THE PROBLEM
Filter task. Return each line of the material that holds the string "kind".

DATA IN THIS EXERCISE
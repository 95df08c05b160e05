use serde::{Deserialize, Serialize};

/// 上传请求体
///
/// 注意：请求体实际由 handler 手动解析（见 `handler::parse_image_data`），
/// 因为契约要求区分“JSON 非法”与“缺少 imageData”两种固定文案；
/// 本结构体用于 OpenAPI 文档与调用方 SDK 生成。
#[derive(Debug, Deserialize, utoipa::ToSchema)]
pub struct UploadRequest {
    /// Data URL 形式的图片内容（`data:image/<subtype>;base64,<payload>`）
    #[serde(rename = "imageData")]
    #[schema(example = "data:image/png;base64,iVBORw0KGgo=")]
    pub image_data: String,
}

/// 上传成功响应
#[derive(Debug, Serialize, utoipa::ToSchema)]
pub struct UploadResponse {
    /// 图床返回的 HTTPS 地址（secure_url）
    #[serde(rename = "imageUrl")]
    #[schema(example = "https://res.cloudinary.com/demo/image/upload/v1/sample.png")]
    pub image_url: String,
}
use std::time::Duration;

use reqwest::multipart::Form;
use serde_json::Value;
use tracing::debug;

use crate::config::ProviderConfig;
use crate::error::AppError;

/// 上传请求超时。5MB 级别的 Data URL 在慢速链路上可能耗时较久，
/// 给一个宽松上限避免无限等待。
const UPLOAD_TIMEOUT: Duration = Duration::from_secs(90);

/// 图床客户端
///
/// cloud_name / upload_preset 在构建时显式传入并固化为上传端点与表单字段，
/// 请求路径上不再读取任何全局配置，便于单测注入 mock 地址。
#[derive(Clone)]
pub struct ImageHostClient {
    client: reqwest::Client,
    upload_url: String,
    upload_preset: String,
}

impl ImageHostClient {
    pub fn new(cfg: &ProviderConfig) -> Result<Self, reqwest::Error> {
        let client = reqwest::Client::builder().timeout(UPLOAD_TIMEOUT).build()?;

        let upload_url = format!(
            "{}/v1_1/{}/image/upload",
            cfg.api_base.trim_end_matches('/'),
            cfg.cloud_name
        );

        Ok(Self {
            client,
            upload_url,
            upload_preset: cfg.upload_preset.clone(),
        })
    }

    /// 上传端点（供启动日志展示）
    pub fn upload_url(&self) -> &str {
        &self.upload_url
    }

    /// 将完整的 Data URL 作为 multipart 表单转发给图床，返回 secure_url。
    ///
    /// 错误映射：
    /// - 发送失败 / 响应体不是 JSON → `AppError::Upstream`（对外 500，统一文案）
    /// - 非成功状态码 / 缺少 secure_url → `AppError::UploadFailed`（对外 500，统一文案）
    pub async fn upload_data_url(&self, data_url: &str) -> Result<String, AppError> {
        let form = Form::new()
            .text("file", data_url.to_string())
            .text("upload_preset", self.upload_preset.clone());

        let resp = self
            .client
            .post(&self.upload_url)
            .multipart(form)
            .send()
            .await
            .map_err(|e| AppError::Upstream(format!("图床请求失败: {}", e)))?;

        let status = resp.status();
        let body: Value = resp
            .json()
            .await
            .map_err(|e| AppError::Upstream(format!("解析图床响应失败: {}", e)))?;

        if !status.is_success() {
            return Err(AppError::UploadFailed(format!("HTTP {}: {}", status, body)));
        }

        match body.get("secure_url").and_then(Value::as_str) {
            Some(url) => {
                debug!(%status, url, "图床上传成功");
                Ok(url.to_string())
            }
            None => Err(AppError::UploadFailed(format!(
                "响应缺少 secure_url: {}",
                body
            ))),
        }
    }
}

#[cfg(test)]
mod tests {
    use super::ImageHostClient;
    use crate::config::ProviderConfig;

    #[test]
    fn upload_url_follows_cloudinary_path_shape() {
        let client = ImageHostClient::new(&ProviderConfig {
            api_base: "https://api.cloudinary.com/".to_string(),
            cloud_name: "demo".to_string(),
            upload_preset: "unsigned".to_string(),
        })
        .expect("build client");

        assert_eq!(
            client.upload_url(),
            "https://api.cloudinary.com/v1_1/demo/image/upload"
        );
    }
}
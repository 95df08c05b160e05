use axum::{Router, routing::get};
use std::sync::Arc;
use upload_relay::features::health::handler::health_check;
use upload_relay::features::upload::{ImageHostClient, create_upload_router};
use upload_relay::state::AppState;
use upload_relay::{ShutdownManager, config::AppConfig, cors::build_cors_layer, request_id};
use utoipa::OpenApi;
use utoipa_swagger_ui::SwaggerUi;

#[derive(OpenApi)]
#[openapi(
    paths(
        upload_relay::features::upload::handler::upload_image,
        upload_relay::features::health::handler::health_check,
    ),
    components(
        schemas(
            upload_relay::features::upload::UploadRequest,
            upload_relay::features::upload::UploadResponse,
            upload_relay::features::health::handler::HealthResponse,
        )
    ),
    tags(
        (name = "Upload", description = "Upload APIs"),
        (name = "Health", description = "Health APIs"),
    ),
    info(
        title = "Upload Relay API",
        version = "0.1.0",
        description = "Image upload relay service (Axum)"
    )
)]
pub struct ApiDoc;

#[tokio::main]
async fn main() {
    tracing_subscriber::fmt()
        .with_env_filter(
            tracing_subscriber::EnvFilter::try_from_default_env()
                .unwrap_or_else(|_| "upload_relay=info,tower_http=info".into()),
        )
        .init();

    // 创建优雅退出管理器
    let shutdown_manager = ShutdownManager::new();

    // Load config
    if let Err(e) = AppConfig::init_global() {
        tracing::error!("Config init failed: {}", e);
        std::process::exit(1);
    }
    let config = AppConfig::global();

    // 启动信号处理器
    if let Err(e) = shutdown_manager.start_signal_handler().await {
        tracing::error!("信号处理器启动失败: {}", e);
        std::process::exit(1);
    }

    // 图床凭据缺省不拦截启动：请求会透传给图床并由其拒绝（见契约）
    if config.provider.cloud_name.is_empty() || config.provider.upload_preset.is_empty() {
        tracing::warn!("provider.cloud_name / provider.upload_preset 未配置，上传请求将被图床拒绝");
    }

    // 图床客户端（启动时构建一次，显式注入 cloud_name / upload_preset）
    let uploader = match ImageHostClient::new(&config.provider) {
        Ok(c) => Arc::new(c),
        Err(e) => {
            tracing::error!("图床客户端初始化失败: {}", e);
            std::process::exit(1);
        }
    };

    let app_state = AppState {
        uploader: uploader.clone(),
        max_data_url_len: config.upload.max_data_url_len,
    };

    // Routes
    let api_router = create_upload_router();

    let mut app = Router::<AppState>::new()
        .route("/health", get(health_check))
        .nest(&config.api.prefix, api_router)
        .merge(SwaggerUi::new("/docs").url("/api-docs/openapi.json", ApiDoc::openapi()))
        .with_state(app_state);

    // 全局 request_id 中间件
    app = app.layer(axum::middleware::from_fn(
        request_id::request_id_middleware,
    ));

    // CORS（按配置启用）
    if let Some(cors) = build_cors_layer(&config.cors) {
        app = app.layer(cors);
    }

    let addr = config.server_addr();
    let listener = tokio::net::TcpListener::bind(&addr)
        .await
        .unwrap_or_else(|e| {
            tracing::error!("Bind address failed {}: {}", addr, e);
            std::process::exit(1);
        });

    tracing::info!("Server: http://{}", addr);
    tracing::info!("Docs: http://{}/docs", addr);
    tracing::info!("Health: http://{}/health", addr);
    tracing::info!("Upload API: http://{}{}/upload", addr, config.api.prefix);
    tracing::info!("Provider endpoint: {}", uploader.upload_url());

    // 启动服务器并等待优雅退出信号
    let shutdown_config = config.shutdown.clone();
    let shutdown_signal = async move {
        let reason = shutdown_manager.wait_for_shutdown().await;
        tracing::info!("接收到退出信号: {:?}，开始优雅退出...", reason);

        // 在途请求超时仍未排干时强制退出，避免进程悬挂
        if shutdown_config.force_quit {
            let timeout = shutdown_config.timeout_duration();
            tokio::spawn(async move {
                tokio::time::sleep(timeout).await;
                tracing::warn!("优雅退出超时（{}秒），强制退出", shutdown_config.timeout_secs);
                std::process::exit(0);
            });
        }
    };

    let graceful = axum::serve(listener, app).with_graceful_shutdown(shutdown_signal);

    if let Err(e) = graceful.await {
        tracing::error!("服务器运行错误: {}", e);
        std::process::exit(1);
    }

    tracing::info!("服务器已优雅关闭");
}
use axum::{extract::Request, http::HeaderValue, middleware::Next, response::Response};
use uuid::Uuid;

tokio::task_local! {
    /// 当前异步任务绑定的 request_id，用于错误日志关联。
    static TASK_REQUEST_ID: String;
}

/// 获取当前请求上下文中的 request_id。
pub fn current_request_id() -> Option<String> {
    TASK_REQUEST_ID.try_with(|v| v.clone()).ok()
}

fn is_valid_request_id(v: &str) -> bool {
    !v.is_empty()
        && v.len() <= 128
        && v.bytes()
            .all(|b| b.is_ascii_alphanumeric() || b == b'-' || b == b'_' || b == b'.')
}

fn resolve_request_id(req: &Request) -> String {
    if let Some(raw) = req
        .headers()
        .get("x-request-id")
        .and_then(|v| v.to_str().ok())
        .map(str::trim)
        && is_valid_request_id(raw)
    {
        return raw.to_string();
    }
    format!("req_{}", Uuid::new_v4().simple())
}

/// 全局 request_id 中间件：
/// - 优先透传客户端传入的 `X-Request-Id`
/// - 缺失或非法时服务端自动生成
/// - 回写到响应头，并注入任务上下文供错误日志使用
pub async fn request_id_middleware(req: Request, next: Next) -> Response {
    let request_id = resolve_request_id(&req);

    let mut res = TASK_REQUEST_ID
        .scope(request_id.clone(), async move { next.run(req).await })
        .await;

    if let Ok(value) = HeaderValue::from_str(&request_id) {
        res.headers_mut().insert("x-request-id", value);
    }

    res
}

#[cfg(test)]
mod tests {
    use super::is_valid_request_id;

    #[test]
    fn request_id_validation_accepts_safe_chars() {
        assert!(is_valid_request_id("req-123_abc.def"));
    }

    #[test]
    fn request_id_validation_rejects_empty_and_unsafe_chars() {
        assert!(!is_valid_request_id(""));
        assert!(!is_valid_request_id("bad id"));
        assert!(!is_valid_request_id("bad/xx"));
    }
}
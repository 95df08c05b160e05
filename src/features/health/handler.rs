use axum::{http::StatusCode, response::Json};
use serde::Serialize;

/// 健康检查响应
#[derive(Debug, Serialize, utoipa::ToSchema)]
pub struct HealthResponse {
    /// 服务状态
    #[schema(example = "healthy")]
    pub status: String,
    /// 服务名称
    #[schema(example = "upload-relay")]
    pub service: String,
    /// 当前版本（Cargo package version）
    #[schema(example = "0.1.0")]
    pub version: String,
}

#[utoipa::path(
    get,
    path = "/health",
    summary = "健康检查",
    description = "用于探活的健康检查端点，返回服务状态与版本信息。",
    responses((status = 200, description = "服务健康", body = HealthResponse)),
    tag = "Health"
)]
pub async fn health_check() -> (StatusCode, Json<HealthResponse>) {
    (
        StatusCode::OK,
        Json(HealthResponse {
            status: "healthy".to_string(),
            service: "upload-relay".to_string(),
            version: env!("CARGO_PKG_VERSION").to_string(),
        }),
    )
}
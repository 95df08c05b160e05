use axum::{
    Json, Router,
    body::Bytes,
    extract::State,
    http::StatusCode,
    routing::post,
};
use serde_json::Value;
use tracing::debug;

use crate::error::AppError;
use crate::state::AppState;

use super::models::UploadResponse;

/// 合法图片 Data URL 的前缀（`data:image/<subtype>;base64,...`）
const DATA_URL_IMAGE_PREFIX: &str = "data:image/";

pub fn create_upload_router() -> Router<AppState> {
    Router::new().route(
        "/upload",
        // 非 POST 方法走 fallback，保证 405 带契约文案而不是 axum 默认空响应体
        post(upload_image).fallback(method_not_allowed),
    )
}

async fn method_not_allowed() -> AppError {
    AppError::MethodNotAllowed
}

/// 按契约顺序校验请求体，返回其中的 Data URL。
///
/// 每一步短路返回固定文案对应的错误：
/// 1. JSON 解析失败 → `InvalidJson`
/// 2. imageData 缺失或不是字符串 → `MissingImageData`
/// 3. 前缀不是 `data:image/` → `InvalidImageFormat`
/// 4. 编码串长度超过上限 → `ImageTooLarge`（长度按编码后的字符数度量）
fn parse_image_data(body: &[u8], max_len: usize) -> Result<String, AppError> {
    let payload: Value = serde_json::from_slice(body).map_err(|_| AppError::InvalidJson)?;

    let image_data = payload
        .get("imageData")
        .and_then(Value::as_str)
        .ok_or(AppError::MissingImageData)?;

    if !image_data.starts_with(DATA_URL_IMAGE_PREFIX) {
        return Err(AppError::InvalidImageFormat);
    }

    if image_data.len() > max_len {
        return Err(AppError::ImageTooLarge);
    }

    Ok(image_data.to_string())
}

#[utoipa::path(
    post,
    path = "/upload",
    summary = "上传图片",
    description = "接收 Data URL（data:image/...;base64,...）形式的图片，转发至图床并返回托管后的 HTTPS 地址。失败路径返回固定的 text/plain 文案。",
    request_body = super::models::UploadRequest,
    responses(
        (status = 200, description = "上传成功", body = UploadResponse),
        (status = 400, description = "请求校验失败（Invalid JSON in request body / Missing imageData / Invalid image data format / Image is too large）", body = String, content_type = "text/plain"),
        (status = 405, description = "Method Not Allowed", body = String, content_type = "text/plain"),
        (status = 500, description = "图床上传失败（Image upload failed / Server error during image upload）", body = String, content_type = "text/plain")
    ),
    tag = "Upload"
)]
pub async fn upload_image(
    State(state): State<AppState>,
    body: Bytes,
) -> Result<(StatusCode, Json<UploadResponse>), AppError> {
    let image_data = parse_image_data(&body, state.max_data_url_len)?;
    debug!(encoded_len = image_data.len(), "收到图片上传请求");

    let secure_url = state.uploader.upload_data_url(&image_data).await?;

    Ok((
        StatusCode::OK,
        Json(UploadResponse {
            image_url: secure_url,
        }),
    ))
}
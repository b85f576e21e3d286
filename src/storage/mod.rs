use anyhow::Result;
use async_trait::async_trait;
use log::debug;
use regex::Regex;
use thiserror::Error;

use crate::types::{Member, Motto, UserRef};

pub mod airtable;

/// Error raised when the remote tabular store rejects an operation.
#[derive(Debug, Error)]
#[error("remote store returned {status} for {url}: {kind}: {message}")]
pub struct AirtableError {
    pub status: u16,
    pub url: String,
    pub kind: String,
    pub message: String,
}

/// Optional filter for random-motto requests. A user-supplied partial is
/// tried as a case-insensitive regex; if it fails to compile, matching
/// degrades to plain substring search.
#[derive(Debug, Clone)]
pub struct RandomFilter {
    raw: String,
    regex: Option<Regex>,
}

impl RandomFilter {
    pub fn parse(raw: &str) -> Option<Self> {
        let raw = raw.trim();
        if raw.is_empty() {
            return None;
        }
        let regex = match Regex::new(&format!("(?i){}", raw)) {
            Ok(regex) => Some(regex),
            Err(err) => {
                debug!("Filter {:?} is not a regex, falling back to substring: {}", raw, err);
                None
            }
        };
        Some(Self { raw: raw.to_string(), regex })
    }

    pub fn matches(&self, text: &str) -> bool {
        match &self.regex {
            Some(regex) => regex.is_match(text),
            None => text.to_lowercase().contains(&self.raw.to_lowercase()),
        }
    }
}

/// The interface the core requires from the remote tabular store.
#[async_trait]
pub trait MottoStorage: Send + Sync {
    /// Persist a new motto record.
    async fn insert_motto(&self, motto: &Motto) -> Result<()>;

    /// Write the final motto text and the author-approval flag.
    async fn update_motto_text(
        &self,
        primary_key: &str,
        text: &str,
        approved_by_author: bool,
    ) -> Result<()>;

    /// Fetch a motto by its originating message ID.
    async fn get_motto(&self, message_id: &str) -> Result<Option<Motto>>;

    /// Whether any stored motto matches the cleaned candidate text under the
    /// normalized-equality rule; when `message_id` is given, a record whose
    /// message ID equals it exactly also counts as a match.
    async fn has_matching_motto(&self, cleaned: &str, message_id: Option<&str>) -> Result<bool>;

    /// One random motto from the approved view, with its author resolved.
    async fn get_random_motto(&self, filter: Option<&RandomFilter>)
        -> Result<Option<(Motto, Member)>>;

    /// Batch-delete motto records by primary key.
    async fn delete_mottos(&self, primary_keys: &[String]) -> Result<()>;

    /// Fetch the member for a platform user, creating the record on first
    /// sight.
    async fn get_or_add_member(&self, user: &UserRef) -> Result<Member>;

    async fn get_member_by_key(&self, primary_key: &str) -> Result<Option<Member>>;

    async fn get_member_by_user_id(&self, user_id: &str) -> Result<Option<Member>>;

    /// Erase all data owned by a platform user: their mottos, then their
    /// member record.
    async fn remove_all_data(&self, user_id: &str) -> Result<()>;

    /// Toggle the leaderboard nickname preference; turning it off clears any
    /// stored nickname.
    async fn set_nick_option(&self, user: &UserRef, on: bool) -> Result<()>;

    /// Opportunistically refresh a member's stored names from the platform
    /// profile.
    async fn update_name(&self, member: &Member, user: &UserRef) -> Result<()>;

    /// Set or clear the member's leaderboard emoji.
    async fn update_emoji(&self, member: &Member, emoji: &str) -> Result<()>;

    /// Members flagged as support agents, sorted by name.
    async fn get_support_members(&self) -> Result<Vec<Member>>;

    /// Top members by motto count, descending.
    async fn get_leaders(&self, count: usize) -> Result<Vec<Member>>;

    /// Delete unconfirmed mottos older than the retention window.
    async fn remove_unapproved_mottos(&self, retention_hours: i64) -> Result<()>;
}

OUTPUT FOR THIS EXERCISE
#[error("remote store returned {status} for {url}: {kind}: {message}")]
    pub kind: String,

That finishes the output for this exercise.